Friday, August 23, 2024

On the Road


Full backpack, full duffle.  Extra tote bag.  Portable comforts of home while traveling along with some comforts not at arm's lengths at home.  It took nearly two days driving to arrive in Nashville, my first venture anywhere in Tennessee.  Very pleasant hotel with a treadmill more sophisticated than mine.  A breakfast buffet well above the economy hotel grab-and-go that I am used to.  And a pool, a slightly chilly experience for late summer in a southern destination.  Don't have these at home.  

Offsetting this, at home I have a fully functional laptop, cell phone, and most importantly car with readily accessible service the few times an urgency arises.  I have parking spaces where I need them.  My home bathrooms have every imaginable comfort.  Cars and electronics are designed to be portable over great distances.  The securities of home are not.

Travel serves as an adventure, exchanging some of the familiar with uncertainty, at the price of hassle.  Our travel industry has deprived us of some of this.  The hotels advertised at each exit have franchises at the exits I take to go home.  Fast food logos prompt our minds to their ads we saw on TV, The Convenience stores still seem regional.  My WaWa was replaced by a slightly different sometimes better Sheetz in the mid-Atlantic or by Weigel's which I first sampled in Tennessee.  They have a similar format but differ a bit on coffee dispensers and what type of travel food they will assemble for you.
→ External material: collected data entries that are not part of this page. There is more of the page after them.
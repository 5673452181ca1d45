//! Clean-up of the discovery stage's raw output.

use std::sync::LazyLock;

use regex_lite::Regex;

/// Lines models like to open with instead of getting to the content.
static FRAMING_LINE: LazyLock<Regex> = LazyLock::new(|| {
    Regex::new(r"^(?:# Release Notes for|# Changelog for|Here are the|Here is the)")
        .expect("Invalid regex")
});

/// Remove vendor framing lines ("Here are the release notes:", a
/// "# Changelog for vX" title, ...) together with one blank line after each,
/// then trim surrounding whitespace.
pub fn strip_framing_headers(content: &str) -> String {
    let mut kept = Vec::new();
    let mut skip_blank = false;

    for line in content.lines() {
        let trimmed = line.trim();

        if FRAMING_LINE.is_match(trimmed) {
            skip_blank = true;
            continue;
        }
        if skip_blank && trimmed.is_empty() {
            skip_blank = false;
            continue;
        }
        skip_blank = false;
        kept.push(line);
    }

    kept.join("\n").trim().to_string()
}

#[cfg(test)]
mod tests {
    use super::*;

    #[test]
    fn strips_preamble_and_one_blank_line() {
        let raw = "Here are the release notes for v1.2.0:\n\n### Added\n- Thing\n";
        assert_eq!(strip_framing_headers(raw), "### Added\n- Thing");
    }

    #[test]
    fn strips_markdown_titles() {
        let raw = "# Release Notes for v2.0.0\n\n### Fixed\n- Crash on start";
        assert_eq!(strip_framing_headers(raw), "### Fixed\n- Crash on start");

        let raw = "  # Changelog for 0.3\n### Changed\n- Faster";
        assert_eq!(strip_framing_headers(raw), "### Changed\n- Faster");
    }

    #[test]
    fn only_one_blank_line_is_consumed() {
        let raw = "Here is the changelog:\n\n\n- Item";
        assert_eq!(strip_framing_headers(raw), "- Item");

        let raw = "- First\nHere is the rest:\n\n\n- Second";
        assert_eq!(strip_framing_headers(raw), "- First\n\n- Second");
    }

    #[test]
    fn clean_content_is_only_trimmed() {
        let raw = "\n### Added\n\n- New flag\n\n";
        assert_eq!(strip_framing_headers(raw), "### Added\n\n- New flag");
    }

    #[test]
    fn similar_but_different_lines_survive() {
        let raw = "## Release Notes\n- Here are the new APIs: foo, bar";
        assert_eq!(strip_framing_headers(raw), raw);
    }
}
Destinations always have something that prompts the trip.  Sometimes better weather.  For me, unique attractions and aspects of geography.  The people are recognizably distributed differently.  The Grand Ole Opry entertained with music I would not seek out at home, yet dominated by white Christian Nationalists who stay far more under the radar at home.

And within the recognizable populations, there are universities, some rather grand, that create their own diverse enclaves.
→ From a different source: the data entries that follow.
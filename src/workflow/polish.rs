//! Polish-stage prompt construction.

/// Template used when no `polish_prompt` is configured.
pub const DEFAULT_POLISH_PROMPT: &str = r#"Polish this changelog entry. The diff is provided for verification only.

CHANGELOG:
{draft}

DIFF (for verification):
{diff}

Rules:
1. Keep EXACTLY the same number of items - do NOT add or remove any
2. Only reword the existing text
3. Avoid "we", "we've", "our"
4. Use active voice: "Updated X", "Fixed Y"
5. Keep it concise

Output only the polished changelog with the SAME items."#;

const DRAFT_PLACEHOLDER: &str = "{draft}";
const DIFF_PLACEHOLDER: &str = "{diff}";

/// Render the polish prompt.
///
/// A blank `template` selects [`DEFAULT_POLISH_PROMPT`]. Custom templates
/// that forget `{draft}` get the draft appended so it always reaches the model.
pub fn build_polish_prompt(template: &str, draft: &str, diff: &str) -> String {
    let template = if template.trim().is_empty() {
        DEFAULT_POLISH_PROMPT
    } else {
        template
    };

    let mut prompt = String::with_capacity(template.len() + draft.len() + diff.len());
    let mut rest = template;
    let mut saw_draft = false;

    // Single pass, so placeholders inside the draft or diff stay literal.
    while let Some(pos) = rest.find('{') {
        prompt.push_str(&rest[..pos]);
        let candidate = &rest[pos..];
        if let Some(after) = candidate.strip_prefix(DRAFT_PLACEHOLDER) {
            prompt.push_str(draft);
            saw_draft = true;
            rest = after;
        } else if let Some(after) = candidate.strip_prefix(DIFF_PLACEHOLDER) {
            prompt.push_str(diff);
            rest = after;
        } else {
            prompt.push('{');
            rest = &candidate[1..];
        }
    }
    prompt.push_str(rest);

    if !saw_draft {
        prompt.push_str("\n\nCHANGELOG:\n");
        prompt.push_str(draft);
    }
    prompt
}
At the hotel, my car has a secure place to rest overnight.  The internet access could be better.  But I also have country music, a different expression of patriotism and religion, Halls of Fame for people who I don't think are that famous but have excelled in their niches, some history, some living vestiges of that history.  Worth the automotive and electronic inconveniences. 


Sunday, August 18, 2024

Travel Week


Making a list and checking it twice.  Leaving on a road trip at mid-week.  Looked forward to it immensely as I juggled the travel options, let my wife select among them, and then made the hotel reservations just over a month ago.  No air travel, no car rental.  Just time on the highways with some diversions off the highways to places I've not visited before.  And wife at my side.  The challenge of exploration peaked quickly, then waned.  Doubts emerged.  Right places?  Enough time at each designated stop.  Best use of limited destination time?  I'm comfortable with what I have arranged.  Like most projects, the start comes with anticipation, the end with eagerness, but the middle drags.  I am emerging from that middle.
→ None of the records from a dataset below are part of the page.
//! Resolution of the starting point for a diff.

use git2::{Oid, Repository};
use tracing::{debug, warn};

use crate::error::GitError;

use super::tags::latest_release_tag;

/// Where the diff starts, and how that point was chosen.
#[derive(Debug, Clone, PartialEq, Eq)]
pub struct SinceRef {
    pub commit: Oid,
    /// The user's ref, the tag name, or `"root"`.
    pub label: String,
}

/// Resolve `since` to a commit.
///
/// Without an explicit ref the newest stable release tag reachable from HEAD
/// is used, and failing that the repository's root commit.
pub fn resolve_since(repo: &Repository, since: Option<&str>) -> Result<SinceRef, GitError> {
    if let Some(reference) = since {
        return Ok(SinceRef {
            commit: resolve_reference(repo, reference)?,
            label: reference.to_string(),
        });
    }

    if let Some(tag) = latest_release_tag(repo)? {
        return Ok(SinceRef {
            commit: tag.commit,
            label: tag.name,
        });
    }

    debug!("No release tag found, diffing from the root commit");
    Ok(SinceRef {
        commit: find_root_commit(repo)?,
        label: "root".to_string(),
    })
}

/// Resolve a tag, branch or commit hash to a commit id.
pub fn resolve_reference(repo: &Repository, reference: &str) -> Result<Oid, GitError> {
    let object = repo
        .revparse_single(reference)
        .map_err(|e| GitError::ReferenceNotFound(reference.to_string(), e))?;
    let commit = object.peel_to_commit().map_err(GitError::ParseCommit)?;
    Ok(commit.id())
}

fn find_root_commit(repo: &Repository) -> Result<Oid, GitError> {
    let head = repo
        .head()
        .map_err(|e| GitError::ReferenceNotFound("HEAD".to_string(), e))?;
    let head_commit = head.peel_to_commit().map_err(GitError::ParseCommit)?;

    let mut revwalk = repo.revwalk().map_err(GitError::RevwalkError)?;
    revwalk
        .push(head_commit.id())
        .map_err(GitError::RevwalkError)?;

    let mut root = head_commit.id();
    for oid in revwalk {
        match oid {
            Ok(oid) => root = oid,
            Err(e) => warn!("Error during revwalk: {}. Using last valid commit.", e),
        }
    }
    Ok(root)
}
At the Brew HaHa, where I've not been for Sunday morning coffee in a very long time, I created a pre-travel checklist.  It fills most of a loose-leaf column.  Getting car optimal.  Not forgetting stuff.  Doing stuff that needs doing at home that cannot wait a week once overlooked.  Having devices charged with capacity to do additional charging at my destinations.  Having some recreation at hand, whether an ebook or audio book from the library or sketching pencils.  Having destinations pre-set on Waze.  Having enough cash.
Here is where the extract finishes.